_Activity_: Could you copy out every line of the data where the word "LevelFilter" occurs?
START Exercise data
use std::path::PathBuf;
use std::sync::Arc;

use clap::Parser;
use tokio::sync::mpsc;
use tracing::info;
use tracing_subscriber::filter::LevelFilter;

use battwatch::config::Config;
use battwatch::engine::{BatteryEvaluator, HubClient};
use battwatch::runtime::{Runtime, Schedule};

/// Battery monitor for a home-automation hub
#[derive(Debug, Parser)]
#[command(name = "battwatch", version)]
struct Args {
    /// TOML config file(s), merged with first-wins semantics
    #[arg(short, long = "config", default_value = "battwatch.toml")]
    config: Vec<PathBuf>,
}

#[tokio::main]
async fn main() -> anyhow::Result<()> {
    let args = Args::parse();

    let (config, diagnostics) = match Config::from_files(&args.config) {
        Ok(loaded) => loaded,
        Err(e) => {
            eprintln!("{}", e);
            std::process::exit(1);
        }
    };
    if !diagnostics.is_empty() {
        eprint!("{}", battwatch::format_diagnostics(&diagnostics));
    }

    tracing_subscriber::fmt()
        .with_max_level(LevelFilter::from(config.logging.level))
        .init();

    info!("battwatch starting");
    info!(
        low = config.monitor.low_battery_threshold,
        critical = config.monitor.critical_battery_threshold,
        check_time = %config.monitor.check_time,
        timezone = %config.monitor.timezone,
        persons = config.persons.len(),
        excluded = config.monitor.exclude.len(),
        "loaded configuration"
    );

    let hub = build_hub(&config)?;

    let (action_tx, action_rx) = mpsc::channel(16);
    spawn_action_bridge(&config, action_tx);

    let schedule = Schedule::new(config.monitor.check_time, config.monitor.timezone);
    let evaluator = BatteryEvaluator::new(config.monitor, config.persons);

    Runtime::new(evaluator, hub, schedule, action_rx).run().await?;

    info!("battwatch shutdown complete");

    Ok(())
}

#[cfg(feature = "integration_ha")]
fn build_hub(config: &Config) -> anyhow::Result<Arc<dyn HubClient>> {
    let ha = config
        .integrations
        .ha
        .as_ref()
        .filter(|c| c.enabled)
        .ok_or_else(|| anyhow::anyhow!("no enabled [integrations.ha] section configured"))?;

    info!(url = %ha.url, "using Home Assistant hub");
    Ok(Arc::new(battwatch::integrations::ha::HaClient::new(ha)?))
}

#[cfg(not(feature = "integration_ha"))]
fn build_hub(_config: &Config) -> anyhow::Result<Arc<dyn HubClient>> {
    anyhow::bail!("built without the integration_ha feature; no hub client available")
}

/// Start the MQTT action bridge if one is configured.
///
/// Dropping the sender (no bridge) closes the runtime's action channel.
#[cfg(feature = "integration_mqtt")]
fn spawn_action_bridge(config: &Config, tx: mpsc::Sender<battwatch::engine::ActionEvent>) {
    use battwatch::integrations::mqtt::{ActionBridge, RumqttcClient};

    match &config.integrations.mqtt {
        Some(mqtt) => {
            let client = RumqttcClient::new(mqtt);
            let bridge = ActionBridge::new(client, mqtt.action_topic.clone());
            tokio::spawn(bridge.run(tx));
        }
        None => {
            info!("no [integrations.mqtt] section; dismiss actions disabled");
        }
    }
}

#[cfg(not(feature = "integration_mqtt"))]
fn spawn_action_bridge(_config: &Config, _tx: mpsc::Sender<battwatch::engine::ActionEvent>) {
    info!("built without the integration_mqtt feature; dismiss actions disabled");
}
END Exercise data
_Output of the exercise_:
use tracing_subscriber::filter::LevelFilter;
        .with_max_level(LevelFilter::from(config.logging.level))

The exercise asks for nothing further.